■ **GOAL OF THE EXERCISE**
Wherever a line in the records contains the word "EnvFilter", return that line.

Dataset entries

= = = = = = =

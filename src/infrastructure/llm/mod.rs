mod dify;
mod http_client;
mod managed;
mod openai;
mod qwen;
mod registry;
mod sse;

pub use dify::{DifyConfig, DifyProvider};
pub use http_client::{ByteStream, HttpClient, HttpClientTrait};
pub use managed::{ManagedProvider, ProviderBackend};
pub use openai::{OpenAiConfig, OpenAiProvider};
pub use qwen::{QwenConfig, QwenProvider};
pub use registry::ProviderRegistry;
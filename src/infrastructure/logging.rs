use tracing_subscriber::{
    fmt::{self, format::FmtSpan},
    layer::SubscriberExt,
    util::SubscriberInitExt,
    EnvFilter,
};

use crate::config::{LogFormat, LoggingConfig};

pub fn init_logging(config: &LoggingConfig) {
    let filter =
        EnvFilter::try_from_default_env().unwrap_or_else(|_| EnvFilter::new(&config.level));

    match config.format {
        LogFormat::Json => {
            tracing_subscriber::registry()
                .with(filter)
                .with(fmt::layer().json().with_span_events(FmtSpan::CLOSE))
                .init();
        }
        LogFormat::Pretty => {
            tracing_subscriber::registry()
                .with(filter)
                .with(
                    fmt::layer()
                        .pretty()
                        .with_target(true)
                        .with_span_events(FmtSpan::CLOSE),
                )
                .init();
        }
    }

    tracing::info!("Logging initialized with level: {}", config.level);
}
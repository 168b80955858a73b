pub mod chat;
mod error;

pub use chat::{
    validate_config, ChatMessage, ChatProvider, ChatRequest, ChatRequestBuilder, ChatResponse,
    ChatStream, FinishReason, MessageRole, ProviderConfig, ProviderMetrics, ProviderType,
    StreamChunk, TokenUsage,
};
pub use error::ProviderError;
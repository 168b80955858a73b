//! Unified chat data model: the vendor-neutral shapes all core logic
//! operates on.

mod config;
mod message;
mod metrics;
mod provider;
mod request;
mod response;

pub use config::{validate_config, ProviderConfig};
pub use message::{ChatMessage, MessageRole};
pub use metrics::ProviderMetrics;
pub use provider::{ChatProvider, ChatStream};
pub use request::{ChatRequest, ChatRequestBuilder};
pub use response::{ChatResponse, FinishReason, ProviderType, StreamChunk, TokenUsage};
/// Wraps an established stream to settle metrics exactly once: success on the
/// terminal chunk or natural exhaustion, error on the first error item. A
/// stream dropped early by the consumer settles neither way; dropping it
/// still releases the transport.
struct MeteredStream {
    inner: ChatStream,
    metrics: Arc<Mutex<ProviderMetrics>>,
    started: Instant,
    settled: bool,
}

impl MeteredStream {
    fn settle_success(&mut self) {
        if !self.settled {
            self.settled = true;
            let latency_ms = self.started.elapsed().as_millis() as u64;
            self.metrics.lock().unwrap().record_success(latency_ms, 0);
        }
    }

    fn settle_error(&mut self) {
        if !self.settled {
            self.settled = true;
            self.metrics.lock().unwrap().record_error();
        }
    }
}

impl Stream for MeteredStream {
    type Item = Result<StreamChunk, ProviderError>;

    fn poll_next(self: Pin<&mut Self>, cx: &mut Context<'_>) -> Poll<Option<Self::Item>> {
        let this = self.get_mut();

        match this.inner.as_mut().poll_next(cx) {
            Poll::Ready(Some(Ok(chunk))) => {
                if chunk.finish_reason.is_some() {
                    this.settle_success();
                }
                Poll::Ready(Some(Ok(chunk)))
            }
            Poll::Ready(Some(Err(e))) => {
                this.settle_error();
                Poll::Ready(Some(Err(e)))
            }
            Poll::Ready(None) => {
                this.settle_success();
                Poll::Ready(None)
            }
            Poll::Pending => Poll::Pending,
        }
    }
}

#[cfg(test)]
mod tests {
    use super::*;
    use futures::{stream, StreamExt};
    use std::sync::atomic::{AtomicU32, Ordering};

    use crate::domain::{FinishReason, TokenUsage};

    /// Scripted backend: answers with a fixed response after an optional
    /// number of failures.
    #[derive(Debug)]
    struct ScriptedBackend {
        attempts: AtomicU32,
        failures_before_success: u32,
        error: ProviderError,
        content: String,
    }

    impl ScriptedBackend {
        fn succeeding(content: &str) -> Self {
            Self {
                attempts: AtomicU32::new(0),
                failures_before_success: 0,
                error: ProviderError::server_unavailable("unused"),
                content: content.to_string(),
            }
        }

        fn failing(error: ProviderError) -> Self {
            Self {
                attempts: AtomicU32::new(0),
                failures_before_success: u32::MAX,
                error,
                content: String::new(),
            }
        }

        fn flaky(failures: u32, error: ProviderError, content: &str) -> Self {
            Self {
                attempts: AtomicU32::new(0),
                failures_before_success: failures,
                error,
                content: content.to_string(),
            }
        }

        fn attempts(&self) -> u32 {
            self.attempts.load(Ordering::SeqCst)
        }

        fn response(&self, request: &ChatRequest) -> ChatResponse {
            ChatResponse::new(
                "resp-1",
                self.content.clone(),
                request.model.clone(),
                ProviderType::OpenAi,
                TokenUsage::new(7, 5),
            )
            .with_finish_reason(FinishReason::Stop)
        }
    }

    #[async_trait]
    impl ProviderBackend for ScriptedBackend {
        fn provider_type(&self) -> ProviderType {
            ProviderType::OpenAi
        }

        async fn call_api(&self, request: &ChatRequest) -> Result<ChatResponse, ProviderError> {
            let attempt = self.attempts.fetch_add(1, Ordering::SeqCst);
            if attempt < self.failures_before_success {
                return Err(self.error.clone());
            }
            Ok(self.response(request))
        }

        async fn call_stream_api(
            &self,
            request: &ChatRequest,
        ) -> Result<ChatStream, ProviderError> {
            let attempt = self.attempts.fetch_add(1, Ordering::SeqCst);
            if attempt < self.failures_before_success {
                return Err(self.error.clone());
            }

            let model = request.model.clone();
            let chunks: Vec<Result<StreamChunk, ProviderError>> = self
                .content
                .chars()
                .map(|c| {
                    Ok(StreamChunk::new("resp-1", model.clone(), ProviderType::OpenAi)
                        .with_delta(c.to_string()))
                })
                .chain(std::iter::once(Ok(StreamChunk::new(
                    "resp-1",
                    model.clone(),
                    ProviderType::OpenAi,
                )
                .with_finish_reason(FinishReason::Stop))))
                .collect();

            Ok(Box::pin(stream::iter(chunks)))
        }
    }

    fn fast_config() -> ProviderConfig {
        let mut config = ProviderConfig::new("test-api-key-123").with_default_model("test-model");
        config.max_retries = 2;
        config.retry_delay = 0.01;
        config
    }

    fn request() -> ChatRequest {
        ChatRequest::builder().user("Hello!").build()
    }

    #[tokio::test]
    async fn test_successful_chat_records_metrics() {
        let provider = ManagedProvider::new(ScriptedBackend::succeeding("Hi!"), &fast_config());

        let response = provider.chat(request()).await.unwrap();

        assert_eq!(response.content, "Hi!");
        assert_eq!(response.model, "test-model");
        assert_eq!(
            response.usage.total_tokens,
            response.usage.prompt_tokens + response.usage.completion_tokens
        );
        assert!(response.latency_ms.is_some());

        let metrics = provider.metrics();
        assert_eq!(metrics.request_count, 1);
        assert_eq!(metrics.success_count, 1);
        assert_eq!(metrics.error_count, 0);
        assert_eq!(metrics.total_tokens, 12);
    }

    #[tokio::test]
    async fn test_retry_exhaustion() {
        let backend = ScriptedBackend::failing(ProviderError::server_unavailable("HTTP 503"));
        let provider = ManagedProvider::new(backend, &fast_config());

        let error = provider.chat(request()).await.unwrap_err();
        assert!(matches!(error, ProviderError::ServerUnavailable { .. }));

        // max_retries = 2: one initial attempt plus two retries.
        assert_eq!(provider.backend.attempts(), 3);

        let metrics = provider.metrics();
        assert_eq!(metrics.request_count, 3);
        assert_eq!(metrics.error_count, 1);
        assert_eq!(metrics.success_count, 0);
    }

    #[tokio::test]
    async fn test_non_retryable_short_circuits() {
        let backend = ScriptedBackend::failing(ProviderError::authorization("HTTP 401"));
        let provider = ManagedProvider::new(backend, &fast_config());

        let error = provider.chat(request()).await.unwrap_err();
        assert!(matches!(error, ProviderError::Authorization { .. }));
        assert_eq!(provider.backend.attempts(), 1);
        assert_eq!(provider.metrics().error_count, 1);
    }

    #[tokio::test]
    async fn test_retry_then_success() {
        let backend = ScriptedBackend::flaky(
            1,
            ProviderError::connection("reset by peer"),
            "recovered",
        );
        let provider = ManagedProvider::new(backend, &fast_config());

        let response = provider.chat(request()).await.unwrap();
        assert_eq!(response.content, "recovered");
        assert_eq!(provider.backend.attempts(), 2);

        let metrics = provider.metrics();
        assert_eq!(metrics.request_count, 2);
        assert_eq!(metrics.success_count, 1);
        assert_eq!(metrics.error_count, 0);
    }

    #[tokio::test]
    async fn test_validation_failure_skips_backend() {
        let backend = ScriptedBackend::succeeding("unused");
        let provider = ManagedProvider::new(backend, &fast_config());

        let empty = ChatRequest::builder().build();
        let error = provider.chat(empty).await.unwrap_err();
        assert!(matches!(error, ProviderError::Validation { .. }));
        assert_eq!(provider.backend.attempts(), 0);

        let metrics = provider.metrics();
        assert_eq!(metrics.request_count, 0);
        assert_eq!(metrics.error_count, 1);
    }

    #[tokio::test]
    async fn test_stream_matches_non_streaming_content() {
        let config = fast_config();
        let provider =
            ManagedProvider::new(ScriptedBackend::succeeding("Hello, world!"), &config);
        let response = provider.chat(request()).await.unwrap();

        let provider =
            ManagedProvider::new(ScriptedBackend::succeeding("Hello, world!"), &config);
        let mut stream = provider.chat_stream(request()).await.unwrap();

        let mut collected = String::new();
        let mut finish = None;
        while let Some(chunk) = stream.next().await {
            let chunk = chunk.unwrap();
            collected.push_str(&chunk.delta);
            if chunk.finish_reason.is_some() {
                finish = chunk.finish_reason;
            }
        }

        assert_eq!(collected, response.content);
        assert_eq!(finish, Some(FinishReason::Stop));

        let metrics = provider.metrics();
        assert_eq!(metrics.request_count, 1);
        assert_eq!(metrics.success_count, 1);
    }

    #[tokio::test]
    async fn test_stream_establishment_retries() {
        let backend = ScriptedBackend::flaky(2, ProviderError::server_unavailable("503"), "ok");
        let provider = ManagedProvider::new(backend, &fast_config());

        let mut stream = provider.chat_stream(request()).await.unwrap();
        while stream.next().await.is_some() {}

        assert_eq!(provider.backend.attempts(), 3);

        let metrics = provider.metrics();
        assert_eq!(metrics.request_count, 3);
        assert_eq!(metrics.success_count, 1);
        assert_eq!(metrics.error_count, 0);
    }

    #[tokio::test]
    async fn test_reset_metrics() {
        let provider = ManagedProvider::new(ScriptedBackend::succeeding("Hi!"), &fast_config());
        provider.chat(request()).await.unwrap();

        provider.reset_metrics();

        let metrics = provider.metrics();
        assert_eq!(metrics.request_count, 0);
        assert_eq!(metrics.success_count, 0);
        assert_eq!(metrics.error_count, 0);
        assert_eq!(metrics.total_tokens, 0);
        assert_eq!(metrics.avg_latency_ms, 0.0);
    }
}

= = = = = = =

■ **EXERCISE OUTPUT**
    EnvFilter,
        EnvFilter::try_from_default_env().unwrap_or_else(|_| EnvFilter::new(&config.level));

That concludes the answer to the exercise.